Could anyone give me a step by step discussion on installing the coolant pump and electric wire hook up for the PM1340GT?

Thanks for uour help.

Steve


----------



## Ray C (Sep 8, 2013)

Haven't done one on a 1340BT but have on the 1236.  Are you looking for the wire assignment on the pump leads?  Normally, it's just a cable that comes from the control box and you connect the wires to the end of the cable.  It's a 220 motor.  The two similar color wires are the hots and the odd wire is the neutral.  The plumbing...  There should be a drain hole in the pan with a fixture (maybe the fixture needs to be screwed down).  That drain connects to a clear 3/4" braided hose that just runs back into the open side of the pail.  On the pressure side coming out of the pump, there's an line that goes through the pan (via a two-part connecting flange-like setup).  Once that is connected, you put another line (which is also armored) to the nozzle which is usually bolted to the back of the carriage.  It helps to put sealant on all the interfaces between the flanges and the pan.  I also used plumbing tape (teflon) on the hose thread connections.  -That said, I use mist instead of flood and have subsequently removed the flood system.


Ray



borris said:


> Dear Members:
> 
> Could anyone give me a step by step discussion on installing the coolant pump and electric wire hook up for the PM1340GT?
> 
> ...


----------



## qualitymachinetools (Sep 12, 2013)

Hi Steve,
 All you have to do is screw the switch into the front panel, and tie the wires in to the incoming power and ground. Should take about 5 minutes.

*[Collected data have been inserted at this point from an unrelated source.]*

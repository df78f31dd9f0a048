//! HTTP surface: route table, access-key gate, and the shared forwarding
//! pipeline the dialect handlers sit on top of.
//!
//! Grounded on the teacher's `server.rs::app()` — `Router::new()` wired
//! route-by-route behind a permissive CORS layer, with `serve`/`spawn`
//! wrappers around `axum::serve`.

pub mod forward;
pub mod gemini;
pub mod messages;
pub mod models;
pub mod responses;

use std::sync::Arc;

use axum::extract::State;
use axum::http::{HeaderMap, StatusCode};
use axum::middleware::{self, Next};
use axum::response::{IntoResponse, Json, Response};
use axum::routing::{get, post};
use axum::Router;
use serde_json::json;
use tokio::sync::Notify;
use tower_http::cors::CorsLayer;

use crate::ProxyCore;

type AppState = Arc<ProxyCore>;

async fn health(State(core): State<AppState>) -> Json<serde_json::Value> {
    Json(json!({
        "running": true,
        "version": env!("CARGO_PKG_VERSION"),
        "port": core.port(),
        "channelCount": core.channel_count(),
    }))
}

async fn not_found() -> impl IntoResponse {
    (
        StatusCode::NOT_FOUND,
        Json(json!({ "error": { "type": "not_found", "message": "no route matches this path" } })),
    )
}

/// Constant-time comparison so an access-key check can't be timed byte by
/// byte. Lengths are compared first — this leaks the key's length, which
/// the header scheme already does by construction.
fn constant_time_eq(a: &str, b: &str) -> bool {
    let (a, b) = (a.as_bytes(), b.as_bytes());
    if a.len() != b.len() {
        return false;
    }
    let mut diff = 0u8;
    for (x, y) in a.iter().zip(b.iter()) {
        diff |= x ^ y;
    }
    diff == 0
}

fn bearer_token(headers: &HeaderMap) -> Option<String> {
    headers
        .get(axum::http::header::AUTHORIZATION)
        .and_then(|v| v.to_str().ok())
        .and_then(|v| v.strip_prefix("Bearer "))
        .map(str::to_string)
}

/// Rejects any request whose bearer token doesn't match the configured
/// access key. The header is consumed here and never forwarded upstream —
/// every dialect handler builds its own outbound auth header from the
/// channel's own key.
async fn require_access_key(
    State(core): State<AppState>,
    headers: HeaderMap,
    request: axum::extract::Request,
    next: Next,
) -> Response {
    let Some(expected) = core.access_key() else {
        return next.run(request).await;
    };

    match bearer_token(&headers) {
        Some(token) if constant_time_eq(&token, &expected) => next.run(request).await,
        _ => (
            StatusCode::UNAUTHORIZED,
            Json(json!({ "error": { "type": "unauthorized", "message": "missing or invalid access key" } })),
        )
            .into_response(),
    }
}

pub fn app(core: AppState) -> Router {
    let cors = CorsLayer::permissive();

    let protected = Router::new()
        .route("/v1/messages", post(messages::handle_messages))
        .route("/messages", post(messages::handle_messages))
        .route("/v1/messages/count_tokens", post(messages::handle_count_tokens))
        .route("/messages/count_tokens", post(messages::handle_count_tokens))
        .route("/v1/responses", post(responses::handle_responses))
        .route("/responses", post(responses::handle_responses))
        .route("/v1/responses/compact", post(responses::handle_responses_compact))
        .route("/responses/compact", post(responses::handle_responses_compact))
        .route("/v1/models", get(models::list_models))
        .route("/models", get(models::list_models))
        .route("/v1/models/:id", get(models::get_model))
        .route("/models/:id", get(models::get_model))
        .route("/v1beta/models/:model_action", post(gemini::handle_generate))
        .route_layer(middleware::from_fn_with_state(core.clone(), require_access_key));

    Router::new()
        .route("/health", get(health))
        .merge(protected)
        .fallback(not_found)
        .layer(cors)
        .with_state(core)
}

fn spawn_listener(
    core: AppState,
    listener: tokio::net::TcpListener,
    stop: Arc<Notify>,
) -> tokio::task::JoinHandle<()> {
    let app = app(core);
    tokio::spawn(async move {
        if let Err(e) = axum::serve(listener, app)
            .with_graceful_shutdown(async move { stop.notified().await })
            .await
        {
            crate::logging::error("http", &format!("server exited with error: {e}"));
        }
    })
}

/// Runs the listener until `core.stop()` is called. `ProxyCore::signal_restart`
/// fires only after `AdminApi::set_port` has already proven the new port
/// bindable, but this still binds its own listener and spawns it serving
/// *before* telling the previous listener to stop, so a rebind never drops
/// the process below "listening" on some port.
pub async fn serve(core: AppState) {
    let addr = std::net::SocketAddr::from(([0, 0, 0, 0], core.port()));
    let listener = match tokio::net::TcpListener::bind(addr).await {
        Ok(listener) => listener,
        Err(e) => {
            crate::logging::error("http", &format!("failed to bind {addr}: {e}"));
            return;
        }
    };

    let mut stop = Arc::new(Notify::new());
    let mut current = spawn_listener(core.clone(), listener, stop.clone());

    loop {
        tokio::select! {
            _ = core.wait_shutdown() => {
                stop.notify_waiters();
                let _ = current.await;
                return;
            }
            _ = core.wait_restart() => {
                if core.is_stopping() {
                    stop.notify_waiters();
                    let _ = current.await;
                    return;
                }

                let addr = std::net::SocketAddr::from(([0, 0, 0, 0], core.port()));
                match tokio::net::TcpListener::bind(addr).await {
                    Ok(new_listener) => {
                        let new_stop = Arc::new(Notify::new());
                        let new_task = spawn_listener(core.clone(), new_listener, new_stop.clone());
                        // New listener is already accepting connections; only now
                        // tell the old one to stop.
                        stop.notify_waiters();
                        let _ = current.await;
                        current = new_task;
                        stop = new_stop;
                        crate::logging::info("http", &format!("rebound on port {addr}"));
                    }
                    Err(e) => {
                        // AdminApi::set_port already proved this port bindable, so this
                        // is a race against something else grabbing it in between; the
                        // previous listener is left untouched either way.
                        crate::logging::error("http", &format!("rebind to {addr} failed: {e}"));
                    }
                }
            }
        }
    }
}

#[cfg(test)]
mod tests {
    use super::*;
    use crate::config::Settings;
    use std::path::PathBuf;

    fn test_core(access_key: Option<&str>) -> AppState {
        let mut settings = Settings::default();
        settings.port = 0;
        settings.access_key = access_key.map(str::to_string);
        ProxyCore::new(settings, PathBuf::from("/tmp/proxycore-test-settings.toml"))
    }

    #[tokio::test]
    async fn health_ok_without_access_key() {
        let core = test_core(None);
        let listener = tokio::net::TcpListener::bind("127.0.0.1:0").await.unwrap();
        let addr = listener.local_addr().unwrap();
        let app = app(core);
        let handle = tokio::spawn(async move { axum::serve(listener, app).await.unwrap() });

        let resp = reqwest::get(format!("http://{addr}/health")).await.unwrap();
        let body: serde_json::Value = resp.json().await.unwrap();
        assert_eq!(body["running"], true);
        handle.abort();
    }

    #[tokio::test]
    async fn protected_route_rejects_missing_access_key() {
        let core = test_core(Some("secret"));
        let listener = tokio::net::TcpListener::bind("127.0.0.1:0").await.unwrap();
        let addr = listener.local_addr().unwrap();
        let app = app(core);
        let handle = tokio::spawn(async move { axum::serve(listener, app).await.unwrap() });

        let client = reqwest::Client::new();
        let resp = client
            .post(format!("http://{addr}/v1/messages"))
            .json(&json!({"model": "claude-3-sonnet-20240229", "messages": []}))
            .send()
            .await
            .unwrap();
        assert_eq!(resp.status(), 401);
        handle.abort();
    }
}
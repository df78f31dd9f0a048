//! Upstream transport adapters.
//!
//! One implementation per vendor, dispatched through a tagged enum rather
//! than `dyn Trait` — there are exactly three known providers and no
//! open-world extension is needed, mirroring the teacher's
//! `ProviderHandler` enum-of-structs dispatch.

pub mod claude;
pub mod gemini;
pub mod openai;
pub mod sse;

use crate::config::{AuthType, Channel};
use crate::error::{ProxyError, ProxyResult};
use reqwest::header::HeaderMap;
use serde_json::Value;
use std::time::Duration;

#[derive(Debug, Clone, Copy, PartialEq, Eq)]
pub enum Vendor {
    Claude,
    OpenAI,
    Gemini,
}

impl From<crate::config::ServiceType> for Vendor {
    fn from(service_type: crate::config::ServiceType) -> Self {
        match service_type {
            crate::config::ServiceType::Claude => Vendor::Claude,
            crate::config::ServiceType::OpenAI => Vendor::OpenAI,
            crate::config::ServiceType::Gemini => Vendor::Gemini,
        }
    }
}

/// One upstream HTTP response, buffered or left as a stream for the
/// caller to copy through. Usage counters are filled in eagerly for
/// non-streaming calls; stream callers extract usage as they parse
/// events.
pub struct UpstreamResponse {
    pub status: u16,
    pub body: Value,
    pub latency_ms: u64,
}

pub struct StreamResponse {
    pub status: u16,
    pub response: reqwest::Response,
}

/// A single normalised delta extracted from one upstream stream chunk.
#[derive(Debug, Clone, Default)]
pub struct StreamEvent {
    pub text_delta: Option<String>,
    pub input_tokens: Option<i64>,
    pub output_tokens: Option<i64>,
    pub stop_reason: Option<String>,
    pub done: bool,
}

pub trait ProviderAdapterImpl: Send + Sync {
    fn vendor(&self) -> Vendor;

    fn build_url(&self, channel: &Channel, model: &str, stream: bool) -> ProxyResult<String>;

    fn build_headers(&self, channel: &Channel, api_key: &str) -> HeaderMap;

    fn send_request(
        &self,
        channel: &Channel,
        api_key: &str,
        model: &str,
        body: &Value,
    ) -> impl std::future::Future<Output = ProxyResult<UpstreamResponse>> + Send;

    fn send_stream(
        &self,
        channel: &Channel,
        api_key: &str,
        model: &str,
        body: &Value,
    ) -> impl std::future::Future<Output = ProxyResult<StreamResponse>> + Send;

    /// Parse one line/chunk of the upstream's native stream framing into a
    /// normalised event. Implementations keep any cross-chunk state (e.g.
    /// SSE `event:` lines) in the caller's buffer, not here.
    fn parse_stream_event(&self, event_name: Option<&str>, data: &str) -> Option<StreamEvent>;
}

pub enum ProviderAdapter {
    Claude(claude::ClaudeAdapter),
    OpenAI(openai::OpenAiAdapter),
    Gemini(gemini::GeminiAdapter),
}

pub fn adapter_for(vendor: Vendor) -> ProviderAdapter {
    match vendor {
        Vendor::Claude => ProviderAdapter::Claude(claude::ClaudeAdapter),
        Vendor::OpenAI => ProviderAdapter::OpenAI(openai::OpenAiAdapter),
        Vendor::Gemini => ProviderAdapter::Gemini(gemini::GeminiAdapter),
    }
}

impl ProviderAdapter {
    pub fn build_url(&self, channel: &Channel, model: &str, stream: bool) -> ProxyResult<String> {
        match self {
            ProviderAdapter::Claude(a) => a.build_url(channel, model, stream),
            ProviderAdapter::OpenAI(a) => a.build_url(channel, model, stream),
            ProviderAdapter::Gemini(a) => a.build_url(channel, model, stream),
        }
    }

    pub fn build_headers(&self, channel: &Channel, api_key: &str) -> HeaderMap {
        match self {
            ProviderAdapter::Claude(a) => a.build_headers(channel, api_key),
            ProviderAdapter::OpenAI(a) => a.build_headers(channel, api_key),
            ProviderAdapter::Gemini(a) => a.build_headers(channel, api_key),
        }
    }

    pub async fn send_request(
        &self,
        channel: &Channel,
        api_key: &str,
        model: &str,
        body: &Value,
    ) -> ProxyResult<UpstreamResponse> {
        match self {
            ProviderAdapter::Claude(a) => a.send_request(channel, api_key, model, body).await,
            ProviderAdapter::OpenAI(a) => a.send_request(channel, api_key, model, body).await,
            ProviderAdapter::Gemini(a) => a.send_request(channel, api_key, model, body).await,
        }
    }

    pub async fn send_stream(
        &self,
        channel: &Channel,
        api_key: &str,
        model: &str,
        body: &Value,
    ) -> ProxyResult<StreamResponse> {
        match self {
            ProviderAdapter::Claude(a) => a.send_stream(channel, api_key, model, body).await,
            ProviderAdapter::OpenAI(a) => a.send_stream(channel, api_key, model, body).await,
            ProviderAdapter::Gemini(a) => a.send_stream(channel, api_key, model, body).await,
        }
    }

    pub fn parse_stream_event(&self, event_name: Option<&str>, data: &str) -> Option<StreamEvent> {
        match self {
            ProviderAdapter::Claude(a) => a.parse_stream_event(event_name, data),
            ProviderAdapter::OpenAI(a) => a.parse_stream_event(event_name, data),
            ProviderAdapter::Gemini(a) => a.parse_stream_event(event_name, data),
        }
    }
}

/// Shared HTTP client builder: 5-minute default timeout, optional
/// per-channel TLS verification skip.
pub fn build_client(channel: &Channel, timeout_secs: u64) -> ProxyResult<reqwest::Client> {
    reqwest::Client::builder()
        .timeout(Duration::from_secs(timeout_secs))
        .connect_timeout(Duration::from_secs(10))
        .danger_accept_invalid_certs(channel.insecure_skip_verify)
        .build()
        .map_err(|e| ProxyError::Internal(format!("failed to build http client: {e}")))
}

pub fn apply_auth(headers: &mut HeaderMap, auth_type: AuthType, api_key: &str, header_name: &str) {
    use reqwest::header::{HeaderName, HeaderValue};
    match auth_type {
        AuthType::XApiKey => {
            if let Ok(value) = HeaderValue::from_str(api_key) {
                headers.insert("x-api-key", value);
            }
        }
        AuthType::Bearer => {
            if let Ok(value) = HeaderValue::from_str(&format!("Bearer {api_key}")) {
                headers.insert(reqwest::header::AUTHORIZATION, value);
            }
        }
        AuthType::Both => {
            if let Ok(value) = HeaderValue::from_str(api_key) {
                headers.insert("x-api-key", value.clone());
            }
            if let Ok(value) = HeaderValue::from_str(&format!("Bearer {api_key}")) {
                headers.insert(reqwest::header::AUTHORIZATION, value);
            }
        }
        AuthType::XGoogApiKey => {
            if let (Ok(name), Ok(value)) = (
                HeaderName::from_bytes(header_name.as_bytes()),
                HeaderValue::from_str(api_key),
            ) {
                headers.insert(name, value);
            }
        }
    }
}

pub fn primary_base_url(channel: &Channel) -> ProxyResult<&str> {
    channel
        .base_urls
        .first()
        .map(|s| s.as_str())
        .ok_or_else(|| ProxyError::Validation("channel has no base urls".to_string()))
}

 If you need more help send me an email, I can send you pictures.


----------



## borris (Sep 14, 2013)

Thanks for all of your help. I decided to not install the flood coolant and use a tankless Kool Mist system with a small 3 gallion air compressor feeding air to my PM932M mill and the PM1340GT lathe.  I ordered a 12 inch version for the lathe and 18 inch for the mill.  This seemed to be a much less messy solution vice flood.  Any experience with Kool Mist?
Steve

Sent from my SCH-I605 using Tapatalk 2


----------



## Ray C (Sep 14, 2013)

Good choice!  I think you'll like cool mist -and yes, it is much less mess than flood.  I have the same units as yours but did not order the tanks and just use a plastic cola container with a hole drilled in the cap to run the hose through with another small vent hole.  I find it best to only mix 1 qt of working solution as it will last a long time -like on the order of several days of regular use.  Also, suspend the bottle so that it's about the same height as the discharge nozzle.  That way you won't need to use much air pressure to get the mist flowing.  I use as little air pressure as it takes until you can just begin to see a fine mist spraying but not really enough to accumulate or form drips.  That's all you need to keep things cool.  Stick the magnet on the crossfeed, place the nozzle a couple inches away from the cut and get it to spray right at the point surrounding the cut.  Make sure it doesn't do a tango with the chuck.

When you're done using Koolmist for the day, you need to spray down the chuck and surrounding area with some WD-40 as it has a slight acetic acid component that could cause minor surface rust on areas that are not slathered with oil.  The ways and other areas are so saturated with oil that it doesn't effect them.  This is the only slight drawback but in all other ways, I find it superior to flood and localized oil application -and I've used both a good bit.

Ray




borris said:


> Thanks for all of your help. I decided to not install the flood coolant and use a tankless Kool Mist system with a small 3 gallion air compressor feeding air to my PM932M mill and the PM1340GT lathe.  I ordered a 12 inch version for the lathe and 18 inch for the mill.  This seemed to be a much less messy solution vice flood.  Any experience with Kool Mist?
> Steve
> 
> Sent from my SCH-I605 using Tapatalk 2


----------



## borris (Sep 15, 2013)

Ray:
Thanks for all of your help. 
Steve

Sent from my SCH-I605 using Tapatalk 2


----------